From 36a6c843fd0d8e02506681577e96dabd203dd8e8 Mon Sep 17 00:00:00 2001
From: Gabriel Krisman Bertazi <krisman@collabora.com>
Date: Fri, 5 Feb 2021 13:43:21 -0500
Subject: [PATCH 2/2] entry: Use different define for selector variable in SUD

Michael Kerrisk suggested that, from an API perspective, it is a bad
idea to share the PR_SYS_DISPATCH_ defines between the prctl operation
and the selector variable.

Therefore, define two new constants to be used by SUD's selector variable
and update the corresponding documentation and test cases.

While this changes the API syscall user dispatch has never been part of a
Linux release, it will show up for the first time in 5.11.
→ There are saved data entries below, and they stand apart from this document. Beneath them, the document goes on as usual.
//! Tracing/logging setup shared by binaries.

/// Initialize process-wide logging.
///
/// This is safe to call multiple times; subsequent calls become no-ops.
pub fn init() {
    tracing::init();
}

/// Subscriber configuration (filters, output format).
pub mod tracing;
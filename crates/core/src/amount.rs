//! Money amounts.
//!
//! Amounts are non-negative decimals in whole cents. They are kept as
//! `rust_decimal::Decimal` in memory (exact sums) and written to JSON as plain
//! numbers so stored files stay readable by clients that expect
//! `"odenen_tutar": 12.5`.
//!
//! Input is rounded to cents and capped at [`Amount::MAX`]. Within that range
//! every amount has at most 15 significant digits, so the JSON number written
//! to disk reads back as the same amount.

use core::str::FromStr;

use rust_decimal::{Decimal, RoundingStrategy};
use serde::{Deserialize, Deserializer, Serialize, Serializer};
use serde_json::Value as JsonValue;

use crate::error::{DomainError, DomainResult};

#[derive(Debug, Copy, Clone, Default, PartialEq, Eq, PartialOrd, Ord, Hash)]
pub struct Amount(Decimal);

impl Amount {
    pub const ZERO: Amount = Amount(Decimal::ZERO);

    /// 9 999 999 999 999.99
    pub const MAX: Amount = Amount(Decimal::from_parts(0xA4C6_7FFF, 0x0003_8D7E, 0, false, 2));

    /// Decimal places kept on every amount.
    pub const SCALE: u32 = 2;

    /// Wrap a decimal, rejecting negative or oversized values and rounding
    /// half away from zero to cents.
    pub fn new(value: Decimal) -> DomainResult<Self> {
        let cents = value.round_dp_with_strategy(Self::SCALE, RoundingStrategy::MidpointAwayFromZero);
        if cents.is_sign_negative() && !cents.is_zero() {
            return Err(DomainError::validation(format!("amount cannot be negative: {value}")));
        }
        if cents > Self::MAX.0 {
            return Err(DomainError::validation(format!(
                "amount exceeds {}: {value}",
                Self::MAX
            )));
        }
        Ok(Self(cents.abs().normalize()))
    }

    /// Parse decimal text such as `"12.50"`, `" 40 "` or `"1e3"`.
    pub fn parse(raw: &str) -> DomainResult<Self> {
        let text = raw.trim();
        if text.is_empty() {
            return Err(DomainError::validation("amount is empty"));
        }
        let value = Decimal::from_str(text)
            .or_else(|_| Decimal::from_scientific(text))
            .map_err(|_| DomainError::validation(format!("not a valid amount: {raw:?}")))?;
        Self::new(value)
    }

    /// Accepts either a JSON number or a numeric string.
    pub fn from_json(value: &JsonValue) -> DomainResult<Self> {
        match value {
            JsonValue::Number(n) => Self::parse(&n.to_string()),
            JsonValue::String(s) => Self::parse(s),
            other => Err(DomainError::validation(format!("not a valid amount: {other}"))),
        }
    }

    pub fn value(&self) -> Decimal {
        self.0
    }

    pub fn saturating_add(self, other: Amount) -> Amount {
        Amount(self.0.saturating_add(other.0))
    }

    /// Round half away from zero to `dp` decimal places.
    pub fn rounded(self, dp: u32) -> Amount {
        Amount(
            self.0
                .round_dp_with_strategy(dp, RoundingStrategy::MidpointAwayFromZero)
                .normalize(),
        )
    }

    /// Nearest `f64`, via the decimal text so the conversion is correctly
    /// rounded.
    pub fn to_f64(self) -> f64 {
        self.0.to_string().parse().unwrap_or(0.0)
    }
}

impl core::fmt::Display for Amount {
    fn fmt(&self, f: &mut core::fmt::Formatter<'_>) -> core::fmt::Result {
        core::fmt::Display::fmt(&self.0, f)
    }
}

impl core::iter::Sum for Amount {
    fn sum<I: Iterator<Item = Amount>>(iter: I) -> Self {
        iter.fold(Amount::ZERO, Amount::saturating_add)
    }
}

impl Serialize for Amount {
    fn serialize<S: Serializer>(&self, serializer: S) -> Result<S::Ok, S::Error> {
        serializer.serialize_f64(self.to_f64())
    }
}

impl<'de> Deserialize<'de> for Amount {
    fn deserialize<D: Deserializer<'de>>(deserializer: D) -> Result<Self, D::Error> {
        let value = JsonValue::deserialize(deserializer)?;
        Amount::from_json(&value).map_err(serde::de::Error::custom)
    }
}

/// Deserializer for stored amounts that must never fail the surrounding
/// document: missing, null or non-numeric values become `None`.
pub fn deserialize_lenient<'de, D>(deserializer: D) -> Result<Option<Amount>, D::Error>
where
    D: Deserializer<'de>,
{
    let value = Option::<JsonValue>::deserialize(deserializer)?;
    Ok(value.and_then(|v| Amount::from_json(&v).ok()))
}
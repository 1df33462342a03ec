//! Tests for key→partition routing and partition→node placement.

use std::collections::HashMap;

use jetlog::cluster::hash_ring::hash_key;
use jetlog::cluster::{PartitionRing, StorageRing};

// ============================================================================
// PartitionRing
// ============================================================================

#[test]
fn test_routing_is_stable_across_ring_instances() {
    let first = PartitionRing::new("orders", 12);
    let second = PartitionRing::new("orders", 12);

    for i in 0..500 {
        let key = format!("customer-{}", i);
        assert_eq!(
            first.partition_for(key.as_bytes()),
            second.partition_for(key.as_bytes())
        );
    }
}

#[test]
fn test_routing_stays_in_range() {
    let ring = PartitionRing::new("orders", 5);
    for i in 0..1000 {
        let partition = ring.partition_for(format!("k{}", i).as_bytes()).unwrap();
        assert!(partition < 5);
    }
}

#[test]
fn test_routing_uses_every_partition() {
    let ring = PartitionRing::new("orders", 8);
    let mut counts: HashMap<u32, usize> = HashMap::new();
    for i in 0..4000 {
        let partition = ring.partition_for(format!("key-{}", i).as_bytes()).unwrap();
        *counts.entry(partition).or_default() += 1;
    }

    assert_eq!(counts.len(), 8);
    for count in counts.values() {
        // Loose bound: no partition gets less than a fifth of its fair share.
        assert!(*count > 100, "partition too cold: {:?}", counts);
    }
}

#[test]
fn test_empty_key_routes() {
    let ring = PartitionRing::new("orders", 3);
    assert!(ring.partition_for(b"").is_some());
}

#[test]
fn test_hash_key_is_deterministic() {
    assert_eq!(hash_key(b"customer-1"), hash_key(b"customer-1"));
    assert_ne!(hash_key(b"customer-1"), hash_key(b"customer-2"));
}

// ============================================================================
// StorageRing
// ============================================================================

#[test]
fn test_no_members_means_no_owner() {
    let ring = StorageRing::from_members(Vec::<&str>::new());
    assert_eq!(ring.owner("orders", 0), None);
    assert_eq!(ring.member_count(), 0);
}

#[test]
fn test_single_member_owns_everything() {
    let ring = StorageRing::from_members(["n1"]);
    for partition in 0..16 {
        assert_eq!(ring.owner("orders", partition).as_deref(), Some("n1"));
    }
}

#[test]
fn test_placement_ignores_member_order() {
    let forward = StorageRing::from_members(["n1", "n2", "n3"]);
    let backward = StorageRing::from_members(["n3", "n2", "n1", "n2"]);
    assert_eq!(backward.member_count(), 3);

    for partition in 0..64 {
        assert_eq!(
            forward.owner("orders", partition),
            backward.owner("orders", partition)
        );
    }
}

#[test]
fn test_removing_a_member_only_moves_its_partitions() {
    let before = StorageRing::from_members(["n1", "n2", "n3"]);
    let after = StorageRing::from_members(["n1", "n2"]);

    for partition in 0..128 {
        let old_owner = before.owner("orders", partition).unwrap();
        let new_owner = after.owner("orders", partition).unwrap();
        if old_owner != "n3" {
            assert_eq!(old_owner, new_owner);
        } else {
            assert_ne!(new_owner, "n3");
        }
    }
}
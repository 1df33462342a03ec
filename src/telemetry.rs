//! Logging configuration for jetlog.
//!
//! # Basic Logging
//!
//! ```rust,no_run
//! use jetlog::telemetry::{LogFormat, init_logging};
//!
//! // Initialize pretty logging (default)
//! init_logging(LogFormat::Pretty).expect("Failed to init logging");
//! ```
//!
//! # Environment Variables
//!
//! - `LOG_FORMAT`: Set to `json` or `pretty` (default: `pretty`)
//! - `RUST_LOG`: Control log levels (default: `info`)
//!
//! All components log through `tracing` with structured fields (`shard_id`,
//! `node_id`, `peer_id`, `index`) so log aggregators can filter per shard.

use tracing_subscriber::prelude::*;

/// Log output format.
#[derive(Debug, Clone, Copy, Default, PartialEq, Eq)]
pub enum LogFormat {
    /// Human-readable pretty-print format (default).
    #[default]
    Pretty,
    /// JSON format for log aggregators (Elasticsearch, Loki, etc.).
    Json,
}

impl std::str::FromStr for LogFormat {
    type Err = std::convert::Infallible;

    fn from_str(s: &str) -> Result<Self, Self::Err> {
        Ok(match s.to_lowercase().as_str() {
            "json" => LogFormat::Json,
            _ => LogFormat::Pretty,
        })
    }
}

impl LogFormat {
    /// Read from LOG_FORMAT environment variable.
    pub fn from_env() -> Self {
        std::env::var("LOG_FORMAT")
            .map(|s| s.parse().unwrap_or_default())
            .unwrap_or_default()
    }
}

/// Initialize logging with the specified format.
///
/// Log levels are controlled via the `RUST_LOG` environment variable and
/// default to `info`. Returns an error if a global subscriber is already set.
pub fn init_logging(format: LogFormat) -> Result<(), Box<dyn std::error::Error + Send + Sync>> {
    let env_filter = tracing_subscriber::EnvFilter::try_from_default_env()
        .unwrap_or_else(|_| tracing_subscriber::EnvFilter::new("info"));

    match format {
        LogFormat::Json => {
            tracing_subscriber::registry()
                .with(env_filter)
                .with(tracing_subscriber::fmt::layer().json())
                .try_init()?;
        }
        LogFormat::Pretty => {
            tracing_subscriber::registry()
                .with(env_filter)
                .with(tracing_subscriber::fmt::layer())
                .try_init()?;
        }
    }

    Ok(())
}

#[cfg(test)]
mod tests {
    use super::*;

    #[test]
    fn test_log_format_parse() {
        assert_eq!("json".parse::<LogFormat>().unwrap(), LogFormat::Json);
        assert_eq!("JSON".parse::<LogFormat>().unwrap(), LogFormat::Json);
        assert_eq!("pretty".parse::<LogFormat>().unwrap(), LogFormat::Pretty);
        assert_eq!("anything".parse::<LogFormat>().unwrap(), LogFormat::Pretty);
    }

    #[test]
    fn test_log_format_default() {
        assert_eq!(LogFormat::default(), LogFormat::Pretty);
    }
}
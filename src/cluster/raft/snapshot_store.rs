//! Durable snapshot persistence for a shard.
//!
//! Snapshots are written to an object store under
//! `{prefix}/shard-{id}/current.snapshot`. The envelope inside the blob is
//! versioned and validated by the state machine on restore; this module only
//! moves bytes.

use std::sync::Arc;

use bytes::Bytes;
use futures::StreamExt;
use object_store::ObjectStore;
use object_store::path::Path as ObjectPath;
use tracing::{debug, error, info};

use crate::cluster::metrics;
use crate::constants::SNAPSHOT_OBJECT_NAME;
use crate::error::{JetError, JetResult};

/// Object-store-backed snapshot storage for one shard.
pub struct SnapshotStore {
    object_store: Arc<dyn ObjectStore>,
    /// Directory of this shard's snapshots.
    snapshot_path: String,
}

impl SnapshotStore {
    /// Create a store for `shard_id` under `prefix`.
    pub fn new(object_store: Arc<dyn ObjectStore>, prefix: &str, shard_id: &str) -> Self {
        let snapshot_path = if prefix.is_empty() {
            format!("shard-{}", shard_id)
        } else {
            format!("{}/shard-{}", prefix, shard_id)
        };
        Self {
            object_store,
            snapshot_path,
        }
    }

    /// Location of the current snapshot.
    pub fn current_path(&self) -> ObjectPath {
        ObjectPath::from(format!("{}/{}", self.snapshot_path, SNAPSHOT_OBJECT_NAME))
    }

    fn temp_path(&self, last_applied_index: u64) -> ObjectPath {
        ObjectPath::from(format!(
            "{}/temp-{}.snapshot",
            self.snapshot_path, last_applied_index
        ))
    }

    /// Load the current snapshot.
    ///
    /// # Returns
    /// - `Ok(Some(bytes))` if a snapshot exists
    /// - `Ok(None)` if no snapshot exists (clean start)
    /// - `Err(...)` if the snapshot exists but cannot be read; startup should fail
    ///   rather than continue from an empty state
    pub async fn load(&self) -> JetResult<Option<Bytes>> {
        self.cleanup_temp_files().await;

        let path = self.current_path();
        match self.object_store.get(&path).await {
            Ok(result) => match result.bytes().await {
                Ok(bytes) => {
                    metrics::record_snapshot("load", true);
                    info!(path = %path, size_bytes = bytes.len(), "Loaded snapshot from object store");
                    Ok(Some(bytes))
                }
                Err(e) => {
                    metrics::record_snapshot("load", false);
                    error!(
                        error = %e,
                        path = %path,
                        "CORRUPTION: Snapshot file exists but failed to read bytes"
                    );
                    Err(JetError::CorruptSnapshot(format!(
                        "failed to read {}: {}",
                        path, e
                    )))
                }
            },
            Err(object_store::Error::NotFound { .. }) => {
                debug!(path = %path, "No existing snapshot found in object store (clean start)");
                Ok(None)
            }
            Err(e) => {
                metrics::record_snapshot("load", false);
                error!(error = %e, "Failed to access snapshot from object store");
                Err(e.into())
            }
        }
    }

    /// Persist a snapshot.
    ///
    /// The blob is written to a temporary object and then renamed over the
    /// current one, falling back to copy + delete on backends without rename.
    /// A crash before the rename leaves the previous snapshot intact and an
    /// orphaned temp object that the next [`load`](Self::load) removes.
    pub async fn persist(&self, last_applied_index: u64, data: Bytes) -> JetResult<()> {
        let temp_path = self.temp_path(last_applied_index);
        let final_path = self.current_path();
        let size = data.len();

        if let Err(e) = self.object_store.put(&temp_path, data.into()).await {
            metrics::record_snapshot("persist", false);
            error!(error = %e, "Failed to write snapshot to temp path");
            return Err(e.into());
        }

        if let Err(e) = self.object_store.rename(&temp_path, &final_path).await {
            if let Err(copy_err) = self.object_store.copy(&temp_path, &final_path).await {
                metrics::record_snapshot("persist", false);
                error!(error = %copy_err, "Failed to copy snapshot to final path");
                let _ = self.object_store.delete(&temp_path).await;
                return Err(copy_err.into());
            }
            let _ = self.object_store.delete(&temp_path).await;
            debug!(error = %e, "Used copy+delete fallback for snapshot (rename not supported)");
        }

        metrics::record_snapshot("persist", true);
        info!(
            last_applied_index,
            size_bytes = size,
            path = %final_path,
            "Persisted snapshot to object store"
        );
        Ok(())
    }

    /// Remove temp objects left behind by interrupted writes.
    async fn cleanup_temp_files(&self) {
        let prefix = ObjectPath::from(self.snapshot_path.as_str());
        let mut stream = self.object_store.list(Some(&prefix));

        let mut temp_files: Vec<ObjectPath> = Vec::new();
        while let Some(result) = stream.next().await {
            match result {
                Ok(meta) => {
                    if meta
                        .location
                        .filename()
                        .is_some_and(|name| name.starts_with("temp-") && name.ends_with(".snapshot"))
                    {
                        temp_files.push(meta.location);
                    }
                }
                Err(e) => {
                    debug!(error = %e, "Error listing files during temp cleanup");
                }
            }
        }
        drop(stream);

        for path in temp_files {
            match self.object_store.delete(&path).await {
                Ok(()) => info!(path = %path, "Cleaned up orphaned temp snapshot file"),
                Err(e) => {
                    debug!(error = %e, path = %path, "Failed to delete temp file (may already be gone)")
                }
            }
        }
    }
}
Suggested-by: Michael Kerrisk (man-pages) <mtk.manpages@gmail.com>
Signed-off-by: Gabriel Krisman Bertazi <krisman@collabora.com>
Signed-off-by: Thomas Gleixner <tglx@linutronix.de>
Link: https://lore.kernel.org/r/20210205184321.2062251-1-krisman@collabora.com
---
 .../admin-guide/syscall-user-dispatch.rst          |  4 ++--
 include/uapi/linux/prctl.h                         |  3 +++
 kernel/entry/syscall_user_dispatch.c               |  4 ++--
 .../syscall_user_dispatch/sud_benchmark.c          |  8 +++++---
 .../selftests/syscall_user_dispatch/sud_test.c     | 14 ++++++++------
 5 files changed, 20 insertions(+), 13 deletions(-)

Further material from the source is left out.